» Task details: Among the entries that follow, the required portion opens with the line containing "pub struct RetryPolicy" and closes with the line containing "let factor = 2u32.saturating_pow(attempt.saturating_sub(1));". Give that portion again exactly, and nothing else.

(Data for analysis Opens)

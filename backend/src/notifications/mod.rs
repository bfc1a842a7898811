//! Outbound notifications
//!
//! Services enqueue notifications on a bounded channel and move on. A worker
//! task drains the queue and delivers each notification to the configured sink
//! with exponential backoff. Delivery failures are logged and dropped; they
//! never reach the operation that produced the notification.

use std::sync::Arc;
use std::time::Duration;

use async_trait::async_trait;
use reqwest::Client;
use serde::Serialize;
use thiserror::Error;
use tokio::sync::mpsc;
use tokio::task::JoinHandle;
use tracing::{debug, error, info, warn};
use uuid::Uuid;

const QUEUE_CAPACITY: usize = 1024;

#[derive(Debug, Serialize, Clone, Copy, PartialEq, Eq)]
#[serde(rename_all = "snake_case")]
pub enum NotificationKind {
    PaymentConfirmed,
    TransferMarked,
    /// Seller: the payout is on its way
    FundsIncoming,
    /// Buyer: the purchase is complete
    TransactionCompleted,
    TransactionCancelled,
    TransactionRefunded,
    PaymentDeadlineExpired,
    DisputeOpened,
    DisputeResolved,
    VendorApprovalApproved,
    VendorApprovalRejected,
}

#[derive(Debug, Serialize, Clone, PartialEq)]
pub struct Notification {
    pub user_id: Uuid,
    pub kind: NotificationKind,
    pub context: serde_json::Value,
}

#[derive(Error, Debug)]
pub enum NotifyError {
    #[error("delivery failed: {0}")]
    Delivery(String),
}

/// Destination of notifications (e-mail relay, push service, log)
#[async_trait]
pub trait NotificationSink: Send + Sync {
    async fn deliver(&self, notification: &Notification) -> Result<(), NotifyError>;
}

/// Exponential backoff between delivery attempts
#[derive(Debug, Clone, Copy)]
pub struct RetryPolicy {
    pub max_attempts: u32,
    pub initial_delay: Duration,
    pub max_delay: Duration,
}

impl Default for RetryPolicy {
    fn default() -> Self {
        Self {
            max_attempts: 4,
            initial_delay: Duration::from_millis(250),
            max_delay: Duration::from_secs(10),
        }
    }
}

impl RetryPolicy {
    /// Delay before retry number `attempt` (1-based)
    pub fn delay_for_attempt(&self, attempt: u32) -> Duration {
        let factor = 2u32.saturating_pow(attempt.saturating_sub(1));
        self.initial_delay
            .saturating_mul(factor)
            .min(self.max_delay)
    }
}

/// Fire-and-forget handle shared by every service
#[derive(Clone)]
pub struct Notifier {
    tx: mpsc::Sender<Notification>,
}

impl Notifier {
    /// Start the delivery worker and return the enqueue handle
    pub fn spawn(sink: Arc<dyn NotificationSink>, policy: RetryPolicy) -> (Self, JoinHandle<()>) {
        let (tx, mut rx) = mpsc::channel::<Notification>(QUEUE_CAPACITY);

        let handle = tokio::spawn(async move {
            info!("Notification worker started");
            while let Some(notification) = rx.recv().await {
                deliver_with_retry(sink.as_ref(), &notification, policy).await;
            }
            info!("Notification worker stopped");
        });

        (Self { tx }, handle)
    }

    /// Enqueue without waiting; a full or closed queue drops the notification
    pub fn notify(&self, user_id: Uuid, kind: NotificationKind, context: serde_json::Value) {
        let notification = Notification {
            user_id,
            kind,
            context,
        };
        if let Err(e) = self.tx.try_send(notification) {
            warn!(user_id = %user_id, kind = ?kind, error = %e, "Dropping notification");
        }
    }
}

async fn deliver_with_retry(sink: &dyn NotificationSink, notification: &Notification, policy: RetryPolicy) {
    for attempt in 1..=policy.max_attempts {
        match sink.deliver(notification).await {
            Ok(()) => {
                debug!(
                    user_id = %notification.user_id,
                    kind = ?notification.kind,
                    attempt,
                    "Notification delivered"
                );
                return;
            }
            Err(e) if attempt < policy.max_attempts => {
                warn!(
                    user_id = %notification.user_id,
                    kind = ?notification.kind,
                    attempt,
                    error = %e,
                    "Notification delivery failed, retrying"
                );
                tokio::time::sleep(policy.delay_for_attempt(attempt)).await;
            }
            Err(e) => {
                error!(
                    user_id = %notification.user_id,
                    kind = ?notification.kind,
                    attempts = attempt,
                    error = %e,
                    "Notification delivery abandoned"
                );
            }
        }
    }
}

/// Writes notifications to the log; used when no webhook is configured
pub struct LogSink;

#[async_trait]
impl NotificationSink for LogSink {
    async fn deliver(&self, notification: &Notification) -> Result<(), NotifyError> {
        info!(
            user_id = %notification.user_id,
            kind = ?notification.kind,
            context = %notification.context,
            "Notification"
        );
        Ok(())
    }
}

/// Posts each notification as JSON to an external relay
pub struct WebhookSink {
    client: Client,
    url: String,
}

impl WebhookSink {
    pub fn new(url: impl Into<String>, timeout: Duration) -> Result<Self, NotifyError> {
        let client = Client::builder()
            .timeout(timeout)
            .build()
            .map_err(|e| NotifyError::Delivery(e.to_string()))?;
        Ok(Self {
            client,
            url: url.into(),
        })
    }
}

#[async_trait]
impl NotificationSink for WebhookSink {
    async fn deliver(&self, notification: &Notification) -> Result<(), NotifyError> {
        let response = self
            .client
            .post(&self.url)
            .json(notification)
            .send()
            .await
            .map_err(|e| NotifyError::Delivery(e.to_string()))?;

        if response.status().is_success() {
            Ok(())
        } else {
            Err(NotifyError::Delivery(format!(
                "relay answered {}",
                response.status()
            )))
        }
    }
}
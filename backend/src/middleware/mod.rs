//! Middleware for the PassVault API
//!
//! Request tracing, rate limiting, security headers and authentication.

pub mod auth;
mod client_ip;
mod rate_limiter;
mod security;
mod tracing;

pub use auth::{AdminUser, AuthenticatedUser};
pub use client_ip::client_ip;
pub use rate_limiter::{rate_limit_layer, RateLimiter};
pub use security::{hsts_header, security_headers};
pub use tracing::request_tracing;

(Data for analysis Closes)

» Finished exercise:
pub struct RetryPolicy {
    pub max_attempts: u32,
    pub initial_delay: Duration,
    pub max_delay: Duration,
}

impl Default for RetryPolicy {
    fn default() -> Self {
        Self {
            max_attempts: 4,
            initial_delay: Duration::from_millis(250),
            max_delay: Duration::from_secs(10),
        }
    }
}

impl RetryPolicy {
    /// Delay before retry number `attempt` (1-based)
    pub fn delay_for_attempt(&self, attempt: u32) -> Duration {
        let factor = 2u32.saturating_pow(attempt.saturating_sub(1));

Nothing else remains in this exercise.